O que é espantoso é como o antigo professor de Direito, conhecido pelo estilo solene, por falar um árabe clássico e formal, e por um rigor que o faz proclamar nunca ter faltado um dia ao trabalho, tudo características que lhe valeram a alcunha de 'RoboCop', se tornou tão popular. E como um homem sem experiência política passou de vencer as presidenciais de 2019 para, menos de dois anos depois, superar os seus rivais políticos, levando a cabo uma acção inesperada que foi o início de um caminho para uma conquista de um poder com cada vez menos limites.
Inicialmente, a acção foi até saudada por muitos que viam no Parlamento a representação de uma classe política corrupta e entretida com lutas entre si, responsável pela falta de progresso do primeiro país das primaveras árabes, e o único em que a democracia se manteve.
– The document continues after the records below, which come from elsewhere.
//! Connection to the sysstat daemon.
//!
//! `SensorClient` owns one Unix socket connection. Requests are answered in
//! order, but the daemon may push frames and shape notifications at any
//! time; any that arrive while a response is awaited are buffered and
//! handed out later by [`SensorClient::next_event`].
//!
//! **Panic-Free Policy:** This module follows the project's panic-free guidelines.
//! No `.unwrap()`, `.expect()`, `panic!()`, `unreachable!()`, or `todo!()`.

use std::collections::VecDeque;
use std::path::{Path, PathBuf};
use std::time::Duration;

use chrono::{DateTime, Utc};
use tokio::io::{AsyncBufReadExt, AsyncWriteExt, BufReader, Lines};
use tokio::net::unix::{OwnedReadHalf, OwnedWriteHalf};
use tokio::net::UnixStream;
use tokio::time::timeout;
use tracing::{debug, info};

use sysstat_core::{SensorData, SensorInfoMap};
use sysstat_protocol::{ClientMessage, DaemonMessage, ProtocolVersion};

use crate::error::{ClientError, Result};

/// Default socket path, shared with the daemon.
pub const DEFAULT_SOCKET_PATH: &str = "/tmp/sysstat.sock";

// ============================================================================
// Configuration
// ============================================================================

/// Connection settings.
///
/// # Example
///
/// ```rust
/// use sysstat_client::ClientConfig;
/// use std::time::Duration;
///
/// let config = ClientConfig {
///     client_name: Some("panel".to_string()),
///     request_timeout: Duration::from_secs(2),
///     ..Default::default()
/// };
/// ```
#[derive(Debug, Clone)]
pub struct ClientConfig {
    pub socket_path: PathBuf,

    /// Name sent in the handshake; the daemon appends a connection number.
    pub client_name: Option<String>,

    /// How long to wait for the response to a request.
    pub request_timeout: Duration,
}

impl Default for ClientConfig {
    fn default() -> Self {
        Self {
            socket_path: PathBuf::from(DEFAULT_SOCKET_PATH),
            client_name: None,
            request_timeout: Duration::from_secs(5),
        }
    }
}

// ============================================================================
// Events
// ============================================================================

/// Something the daemon pushed without being asked.
#[derive(Debug, Clone, PartialEq)]
pub enum ClientEvent {
    /// Changed values of subscribed sensors for one tick.
    Data {
        entries: Vec<SensorData>,
        timestamp: DateTime<Utc>,
    },

    /// Changed metadata of subscribed sensors.
    MetadataChanged(SensorInfoMap),

    SensorAdded(String),

    /// The sensor is gone; any subscription to it has been dropped.
    SensorRemoved(String),
}

impl ClientEvent {
    fn from_message(message: DaemonMessage) -> std::result::Result<Self, DaemonMessage> {
        match message {
            DaemonMessage::NewSensorData { entries, timestamp } => Ok(Self::Data { entries, timestamp }),
            DaemonMessage::SensorMetaDataChanged { sensors } => Ok(Self::MetadataChanged(sensors)),
            DaemonMessage::SensorAdded { path } => Ok(Self::SensorAdded(path)),
            DaemonMessage::SensorRemoved { path } => Ok(Self::SensorRemoved(path)),
            other => Err(other),
        }
    }
}

// ============================================================================
// Sensor Client
// ============================================================================

/// A handshaken connection to the daemon.
///
/// # Example
///
/// ```rust,ignore
/// use sysstat_client::{ClientConfig, ClientEvent, SensorClient};
///
/// let mut client = SensorClient::connect(&ClientConfig::default()).await?;
/// client.subscribe(vec!["cpu/all/usage".to_string()]).await?;
///
/// while let Some(event) = client.next_event().await? {
///     if let ClientEvent::Data { entries, .. } = event {
///         println!("{entries:?}");
///     }
/// }
/// ```
pub struct SensorClient {
    lines: Lines<BufReader<OwnedReadHalf>>,
    writer: OwnedWriteHalf,
    client_id: String,
    request_timeout: Duration,

    /// Pushed messages read while waiting for a response
    pending: VecDeque<ClientEvent>,

    next_seq: u64,
}

impl SensorClient {
    /// Connects to the daemon and performs the handshake.
    pub async fn connect(config: &ClientConfig) -> Result<Self> {
        let stream = UnixStream::connect(&config.socket_path)
            .await
            .map_err(|e| ClientError::Connect {
                path: config.socket_path.display().to_string(),
                reason: e.to_string(),
            })?;

        let (reader, writer) = stream.into_split();
        let mut client = Self {
            lines: BufReader::new(reader).lines(),
            writer,
            client_id: String::new(),
            request_timeout: config.request_timeout,
            pending: VecDeque::new(),
            next_seq: 0,
        };

        client.handshake(config.client_name.clone()).await?;
        Ok(client)
    }

    /// Connects with default settings to the socket at `path`.
    pub async fn connect_to(path: impl AsRef<Path>) -> Result<Self> {
        Self::connect(&ClientConfig {
            socket_path: path.as_ref().to_path_buf(),
            ..Default::default()
        })
        .await
    }

    /// Id the daemon assigned to this connection.
    pub fn client_id(&self) -> &str {
        &self.client_id
    }

    async fn handshake(&mut self, name: Option<String>) -> Result<()> {
        self.send(&ClientMessage::connect(name)).await?;

        match self.read_with_timeout().await? {
            DaemonMessage::Connected {
                protocol_version,
                client_id,
            } => {
                if !ProtocolVersion::CURRENT.is_compatible_with(&protocol_version) {
                    return Err(ClientError::VersionMismatch {
                        client_version: ProtocolVersion::CURRENT.to_string(),
                        daemon_version: protocol_version.to_string(),
                    });
                }
                info!(client_id = %client_id, protocol_version = %protocol_version, "Handshake complete");
                self.client_id = client_id;
                Ok(())
            }
            DaemonMessage::Rejected { reason, .. } => Err(ClientError::Rejected(reason)),
            DaemonMessage::Error { message, code } => Err(ClientError::Daemon { message, code }),
            other => Err(ClientError::UnexpectedResponse(format!("{other:?}"))),
        }
    }

    // ------------------------------------------------------------------------
    // Requests
    // ------------------------------------------------------------------------

    /// Metadata for every sensor the daemon knows.
    pub async fn all_sensors(&mut self) -> Result<SensorInfoMap> {
        match self.request(ClientMessage::all_sensors()).await? {
            DaemonMessage::SensorInfo { sensors } => Ok(sensors),
            other => Err(unexpected(other)),
        }
    }

    /// Metadata for the given paths. Unknown paths are absent.
    pub async fn sensors(&mut self, paths: Vec<String>) -> Result<SensorInfoMap> {
        match self.request(ClientMessage::sensors(paths)).await? {
            DaemonMessage::SensorInfo { sensors } => Ok(sensors),
            other => Err(unexpected(other)),
        }
    }

    /// Current values for the given paths. Unknown paths and sensors
    /// without a valid value are absent.
    pub async fn sensor_data(&mut self, paths: Vec<String>) -> Result<Vec<SensorData>> {
        match self.request(ClientMessage::sensor_data(paths)).await? {
            DaemonMessage::SensorValues { entries } => Ok(entries),
            other => Err(unexpected(other)),
        }
    }

    /// Subscribes to the given paths. Returns the ones that exist.
    pub async fn subscribe(&mut self, paths: Vec<String>) -> Result<Vec<String>> {
        match self.request(ClientMessage::subscribe(paths)).await? {
            DaemonMessage::Subscribed { paths } => Ok(paths),
            other => Err(unexpected(other)),
        }
    }

    /// Unsubscribes from the given paths. Returns the ones that were
    /// subscribed.
    pub async fn unsubscribe(&mut self, paths: Vec<String>) -> Result<Vec<String>> {
        match self.request(ClientMessage::unsubscribe(paths)).await? {
            DaemonMessage::Unsubscribed { paths } => Ok(paths),
            other => Err(unexpected(other)),
        }
    }

    /// Round trip to the daemon.
    pub async fn ping(&mut self) -> Result<()> {
        let seq = self.next_seq;
        self.next_seq = self.next_seq.wrapping_add(1);

        match self.request(ClientMessage::ping(seq)).await? {
            DaemonMessage::Pong { seq: got } if got == seq => Ok(()),
            other => Err(unexpected(other)),
        }
    }

    /// Says goodbye and closes the connection.
    pub async fn disconnect(mut self) -> Result<()> {
        self.send(&ClientMessage::disconnect()).await?;
        self.writer.shutdown().await?;
        Ok(())
    }

    // ------------------------------------------------------------------------
    // Events
    // ------------------------------------------------------------------------

    /// Waits for the next pushed event.
    ///
    /// Buffered events come first. Returns `None` once the daemon closes the
    /// connection.
    pub async fn next_event(&mut self) -> Result<Option<ClientEvent>> {
        if let Some(event) = self.pending.pop_front() {
            return Ok(Some(event));
        }

        loop {
            let message = match self.read_message().await {
                Ok(message) => message,
                Err(ClientError::Closed) => return Ok(None),
                Err(e) => return Err(e),
            };

            match ClientEvent::from_message(message) {
                Ok(event) => return Ok(Some(event)),
                Err(DaemonMessage::Error { message, code }) => {
                    return Err(ClientError::Daemon { message, code });
                }
                Err(other) => debug!(message = ?other, "Ignoring unsolicited message"),
            }
        }
    }

    /// Events buffered while waiting for responses.
    pub fn pending_events(&self) -> usize {
        self.pending.len()
    }

    // ------------------------------------------------------------------------
    // Wire
    // ------------------------------------------------------------------------

    /// Sends a request and returns its response, buffering pushed messages
    /// that arrive first.
    async fn request(&mut self, message: ClientMessage) -> Result<DaemonMessage> {
        self.send(&message).await?;

        loop {
            let response = self.read_with_timeout().await?;
            match ClientEvent::from_message(response) {
                Ok(event) => self.pending.push_back(event),
                Err(DaemonMessage::Error { message, code }) => {
                    return Err(ClientError::Daemon { message, code });
                }
                Err(response) => return Ok(response),
            }
        }
    }

    async fn send(&mut self, message: &ClientMessage) -> Result<()> {
        let json = serde_json::to_string(message)?;
        self.writer.write_all(json.as_bytes()).await?;
        self.writer.write_all(b"\n").await?;
        self.writer.flush().await?;
        debug!(message_type = ?message.message, "Sent message to daemon");
        Ok(())
    }

    async fn read_with_timeout(&mut self) -> Result<DaemonMessage> {
        timeout(self.request_timeout, self.read_message())
            .await
            .map_err(|_| ClientError::Timeout)?
    }

    async fn read_message(&mut self) -> Result<DaemonMessage> {
        let line = self.lines.next_line().await?.ok_or(ClientError::Closed)?;
        Ok(serde_json::from_str(&line)?)
    }
}

fn unexpected(message: DaemonMessage) -> ClientError {
    ClientError::UnexpectedResponse(format!("{message:?}"))
}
Saied foi a pessoa que agiu para “corrigir a disfunção”, dizem os seus apoiantes.
O facto de ter um estilo de vida modesto, viver no mesmo bairro de classe média em que vivia antes de ser presidente, e de dizer ser do povo, agrada a muitos e quebra o que é habitual na política da Tunísia.
No plano simbólico, Saied mudou a data em que o país comemora a revolução: já não a da queda do ditador Ben Ali, a 14 de Janeiro, mas sim a da imolação do vendedor ambulante Mohamed Bouazizi, por uma vida digna, a 17 de Dezembro.
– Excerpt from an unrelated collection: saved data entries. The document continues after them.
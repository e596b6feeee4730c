//! Built-in providers backed by `sysinfo`.
//!
//! | Provider  | Container | Objects                                |
//! |-----------|-----------|----------------------------------------|
//! | `cpu`     | `cpu`     | `all`, `cpu0`..`cpuN`                   |
//! | `memory`  | `memory`  | `physical`, `swap`                      |
//! | `disk`    | `disk`    | `all`, one per mounted volume           |
//! | `network` | `network` | `all`, one per interface (except `lo`)  |

mod cpu;
mod disk;
mod memory;
mod network;

pub use cpu::CpuProvider;
pub use disk::DiskProvider;
pub use memory::MemoryProvider;
pub use network::NetworkProvider;

use std::collections::BTreeMap;

use tracing::debug;

use crate::config::ProviderToggles;
use crate::provider::SensorProvider;

/// Object holding the summed values of a container.
pub const AGGREGATE_OBJECT: &str = "all";

/// Ticks between rescans of volumes and interfaces.
pub(crate) const RESCAN_TICKS: u64 = 10;

/// Builds the enabled built-in providers in registration order.
pub fn builtin_providers(toggles: &ProviderToggles) -> Vec<Box<dyn SensorProvider>> {
    let mut providers: Vec<Box<dyn SensorProvider>> = Vec::new();

    if toggles.cpu {
        providers.push(Box::new(CpuProvider::new()));
    }
    if toggles.memory {
        providers.push(Box::new(MemoryProvider::new()));
    }
    if toggles.disk {
        providers.push(Box::new(DiskProvider::new()));
    }
    if toggles.network {
        providers.push(Box::new(NetworkProvider::new()));
    }

    providers
}

/// Turns a mount point or interface name into an object id.
///
/// Path separators and anything outside `[A-Za-z0-9_.-]` become `_`;
/// leading and trailing separators are dropped. `/` maps to `root`, and a
/// name that collides with the aggregate object gets a suffix.
pub fn object_id_for(name: &str) -> String {
    let trimmed = name.trim_matches('/');
    if trimmed.is_empty() {
        return "root".to_string();
    }

    let id: String = trimmed
        .chars()
        .map(|c| {
            if c.is_ascii_alphanumeric() || matches!(c, '_' | '.' | '-') {
                c
            } else {
                '_'
            }
        })
        .collect();

    if id == AGGREGATE_OBJECT {
        format!("{id}_")
    } else {
        id
    }
}

/// Maps system names to object ids, keeping ids already handed out.
///
/// `known` is the current id → name map. A new name whose id is taken gets
/// the first free numeric suffix (`mnt_data_2`). Returns id → name for
/// every name in `names`.
pub(crate) fn assign_object_ids<'a>(
    names: impl IntoIterator<Item = &'a str>,
    known: &BTreeMap<String, String>,
) -> BTreeMap<String, String> {
    let mut assigned = BTreeMap::new();
    let mut fresh = Vec::new();

    for name in names {
        match known.iter().find(|(_, known_name)| known_name.as_str() == name) {
            Some((id, _)) => {
                assigned.insert(id.clone(), name.to_string());
            }
            None => fresh.push(name),
        }
    }

    fresh.sort_unstable();
    fresh.dedup();

    for name in fresh {
        let base = object_id_for(name);
        let mut id = base.clone();
        let mut suffix = 2;
        while assigned.contains_key(&id) || known.contains_key(&id) {
            id = format!("{base}_{suffix}");
            suffix += 1;
        }
        if id != base {
            debug!(name, id = %id, "Object id already taken, using suffix");
        }
        assigned.insert(id, name.to_string());
    }

    assigned
}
Mas não é claro se o apoio, que também conquistou com esta mensagem de proximidade aos mais pobres, se manterá à medida que a crise económica da Tunísia se aprofunda.
As fotografias de Saied nos seus perfis oficiais nas redes sociais mostram-no muitas vezes atrás da secretária a falar, parecendo dar uma aula, ou um sermão, a um grupo de subordinados, nota a agência Reuters. É este estilo que os que o criticam temem que tenha sido fixado na nova Constituição.
Saied era conhecido por, enquanto professor de Direito Constitucional, exigir pontualidade rigorosa e silêncio absoluto. Uma das suas antigas alunas contou ao New York Times como o actual Presidente era quase lendário pela sua inflexibilidade, mas também pela sua voz grave e pelo discurso arcaico.
Como é que o professor que defendia o respeito rigoroso pela Constituição acaba a mudá-la de modo tão profundo? Qualquer que seja a resposta, uma análise do Carnegie Endowment for International Peace apontava que Saied conseguiu, com ou sem respeito pela Constituição, reverter quase todos os progressos democráticos que os tunisinos conseguiram desde a revolução de 2010-11.